<<<<

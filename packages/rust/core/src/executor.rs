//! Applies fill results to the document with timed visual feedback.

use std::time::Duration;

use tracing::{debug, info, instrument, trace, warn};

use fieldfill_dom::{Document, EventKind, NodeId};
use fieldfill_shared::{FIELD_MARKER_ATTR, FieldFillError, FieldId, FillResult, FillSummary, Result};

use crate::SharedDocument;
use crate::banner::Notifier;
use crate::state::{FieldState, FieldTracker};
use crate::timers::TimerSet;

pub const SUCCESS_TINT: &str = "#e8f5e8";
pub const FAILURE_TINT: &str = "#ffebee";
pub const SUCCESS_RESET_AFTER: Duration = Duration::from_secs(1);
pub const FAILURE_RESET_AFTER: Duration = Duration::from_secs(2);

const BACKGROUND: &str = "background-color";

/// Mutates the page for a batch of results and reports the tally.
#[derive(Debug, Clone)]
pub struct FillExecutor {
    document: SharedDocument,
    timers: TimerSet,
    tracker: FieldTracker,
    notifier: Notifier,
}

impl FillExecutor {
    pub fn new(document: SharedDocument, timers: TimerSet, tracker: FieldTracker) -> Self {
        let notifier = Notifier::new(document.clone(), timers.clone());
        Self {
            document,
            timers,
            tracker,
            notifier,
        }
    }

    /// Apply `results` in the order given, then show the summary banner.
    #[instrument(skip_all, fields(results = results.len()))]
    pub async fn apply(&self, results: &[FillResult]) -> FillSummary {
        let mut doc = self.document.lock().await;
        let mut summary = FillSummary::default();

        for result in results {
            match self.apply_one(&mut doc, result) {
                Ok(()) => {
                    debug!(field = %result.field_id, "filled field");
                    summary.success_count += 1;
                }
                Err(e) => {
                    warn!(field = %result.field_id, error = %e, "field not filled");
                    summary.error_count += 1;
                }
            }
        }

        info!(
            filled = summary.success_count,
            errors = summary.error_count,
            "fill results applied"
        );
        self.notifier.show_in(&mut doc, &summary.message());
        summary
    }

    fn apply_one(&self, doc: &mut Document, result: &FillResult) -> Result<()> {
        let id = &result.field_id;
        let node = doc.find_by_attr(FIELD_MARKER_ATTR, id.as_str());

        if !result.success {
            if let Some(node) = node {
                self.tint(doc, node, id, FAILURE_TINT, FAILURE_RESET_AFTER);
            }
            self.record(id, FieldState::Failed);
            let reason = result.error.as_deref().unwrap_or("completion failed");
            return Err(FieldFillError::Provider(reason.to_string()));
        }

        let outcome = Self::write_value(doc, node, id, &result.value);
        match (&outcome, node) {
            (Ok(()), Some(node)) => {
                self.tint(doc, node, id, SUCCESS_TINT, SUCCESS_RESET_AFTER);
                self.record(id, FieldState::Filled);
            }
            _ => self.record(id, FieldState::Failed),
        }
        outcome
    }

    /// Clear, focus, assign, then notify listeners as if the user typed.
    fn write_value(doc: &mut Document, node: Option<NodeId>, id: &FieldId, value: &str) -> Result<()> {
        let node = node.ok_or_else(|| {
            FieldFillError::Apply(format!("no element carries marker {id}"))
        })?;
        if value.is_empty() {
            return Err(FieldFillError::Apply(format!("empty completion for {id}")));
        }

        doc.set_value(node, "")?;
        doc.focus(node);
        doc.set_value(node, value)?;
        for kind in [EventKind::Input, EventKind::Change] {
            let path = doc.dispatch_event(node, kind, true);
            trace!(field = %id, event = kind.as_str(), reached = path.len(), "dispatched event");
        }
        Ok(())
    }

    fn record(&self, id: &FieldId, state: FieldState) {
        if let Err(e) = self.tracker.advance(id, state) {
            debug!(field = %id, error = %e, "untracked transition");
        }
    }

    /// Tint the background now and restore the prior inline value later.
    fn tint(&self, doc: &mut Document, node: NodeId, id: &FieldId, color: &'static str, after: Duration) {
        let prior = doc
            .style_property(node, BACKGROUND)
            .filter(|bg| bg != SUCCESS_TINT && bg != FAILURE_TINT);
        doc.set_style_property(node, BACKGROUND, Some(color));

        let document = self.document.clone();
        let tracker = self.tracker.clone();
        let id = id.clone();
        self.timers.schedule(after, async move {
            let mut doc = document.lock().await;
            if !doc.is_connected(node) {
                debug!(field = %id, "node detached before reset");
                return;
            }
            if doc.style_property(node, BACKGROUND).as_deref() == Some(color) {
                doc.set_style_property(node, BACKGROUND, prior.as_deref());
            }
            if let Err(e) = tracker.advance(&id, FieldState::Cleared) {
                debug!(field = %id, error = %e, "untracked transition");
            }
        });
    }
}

>>>>

■ **INSTRUCTIONS TO FOLLOW**
Copy out the records above exactly.

■ **ANSWER SECTION**
filename packages/rust/core/src/executor.rs
//! Applies fill results to the document with timed visual feedback.

use std::time::Duration;

use tracing::{debug, info, instrument, trace, warn};

use fieldfill_dom::{Document, EventKind, NodeId};
use fieldfill_shared::{FIELD_MARKER_ATTR, FieldFillError, FieldId, FillResult, FillSummary, Result};

use crate::SharedDocument;
use crate::banner::Notifier;
use crate::state::{FieldState, FieldTracker};
use crate::timers::TimerSet;

pub const SUCCESS_TINT: &str = "#e8f5e8";
pub const FAILURE_TINT: &str = "#ffebee";
pub const SUCCESS_RESET_AFTER: Duration = Duration::from_secs(1);
pub const FAILURE_RESET_AFTER: Duration = Duration::from_secs(2);

const BACKGROUND: &str = "background-color";

/// Mutates the page for a batch of results and reports the tally.
#[derive(Debug, Clone)]
pub struct FillExecutor {
    document: SharedDocument,
    timers: TimerSet,
    tracker: FieldTracker,
    notifier: Notifier,
}

impl FillExecutor {
    pub fn new(document: SharedDocument, timers: TimerSet, tracker: FieldTracker) -> Self {
        let notifier = Notifier::new(document.clone(), timers.clone());
        Self {
            document,
            timers,
            tracker,
            notifier,
        }
    }

    /// Apply `results` in the order given, then show the summary banner.
    #[instrument(skip_all, fields(results = results.len()))]
    pub async fn apply(&self, results: &[FillResult]) -> FillSummary {
        let mut doc = self.document.lock().await;
        let mut summary = FillSummary::default();

        for result in results {
            match self.apply_one(&mut doc, result) {
                Ok(()) => {
                    debug!(field = %result.field_id, "filled field");
                    summary.success_count += 1;
                }
                Err(e) => {
                    warn!(field = %result.field_id, error = %e, "field not filled");
                    summary.error_count += 1;
                }
            }
        }

        info!(
            filled = summary.success_count,
            errors = summary.error_count,
            "fill results applied"
        );
        self.notifier.show_in(&mut doc, &summary.message());
        summary
    }

    fn apply_one(&self, doc: &mut Document, result: &FillResult) -> Result<()> {
        let id = &result.field_id;
        let node = doc.find_by_attr(FIELD_MARKER_ATTR, id.as_str());

        if !result.success {
            if let Some(node) = node {
                self.tint(doc, node, id, FAILURE_TINT, FAILURE_RESET_AFTER);
            }
            self.record(id, FieldState::Failed);
            let reason = result.error.as_deref().unwrap_or("completion failed");
            return Err(FieldFillError::Provider(reason.to_string()));
        }

        let outcome = Self::write_value(doc, node, id, &result.value);
        match (&outcome, node) {
            (Ok(()), Some(node)) => {
                self.tint(doc, node, id, SUCCESS_TINT, SUCCESS_RESET_AFTER);
                self.record(id, FieldState::Filled);
            }
            _ => self.record(id, FieldState::Failed),
        }
        outcome
    }

    /// Clear, focus, assign, then notify listeners as if the user typed.
    fn write_value(doc: &mut Document, node: Option<NodeId>, id: &FieldId, value: &str) -> Result<()> {
        let node = node.ok_or_else(|| {
            FieldFillError::Apply(format!("no element carries marker {id}"))
        })?;
        if value.is_empty() {
            return Err(FieldFillError::Apply(format!("empty completion for {id}")));
        }

        doc.set_value(node, "")?;
        doc.focus(node);
        doc.set_value(node, value)?;
        for kind in [EventKind::Input, EventKind::Change] {
            let path = doc.dispatch_event(node, kind, true);
            trace!(field = %id, event = kind.as_str(), reached = path.len(), "dispatched event");
        }
        Ok(())
    }

    fn record(&self, id: &FieldId, state: FieldState) {
        if let Err(e) = self.tracker.advance(id, state) {
            debug!(field = %id, error = %e, "untracked transition");
        }
    }

    /// Tint the background now and restore the prior inline value later.
    fn tint(&self, doc: &mut Document, node: NodeId, id: &FieldId, color: &'static str, after: Duration) {
        let prior = doc
            .style_property(node, BACKGROUND)
            .filter(|bg| bg != SUCCESS_TINT && bg != FAILURE_TINT);
        doc.set_style_property(node, BACKGROUND, Some(color));

        let document = self.document.clone();
        let tracker = self.tracker.clone();
        let id = id.clone();
        self.timers.schedule(after, async move {
            let mut doc = document.lock().await;
            if !doc.is_connected(node) {
                debug!(field = %id, "node detached before reset");
                return;
            }
            if doc.style_property(node, BACKGROUND).as_deref() == Some(color) {
                doc.set_style_property(node, BACKGROUND, prior.as_deref());
            }
            if let Err(e) = tracker.advance(&id, FieldState::Cleared) {
                debug!(field = %id, error = %e, "untracked transition");
            }
        });
    }
}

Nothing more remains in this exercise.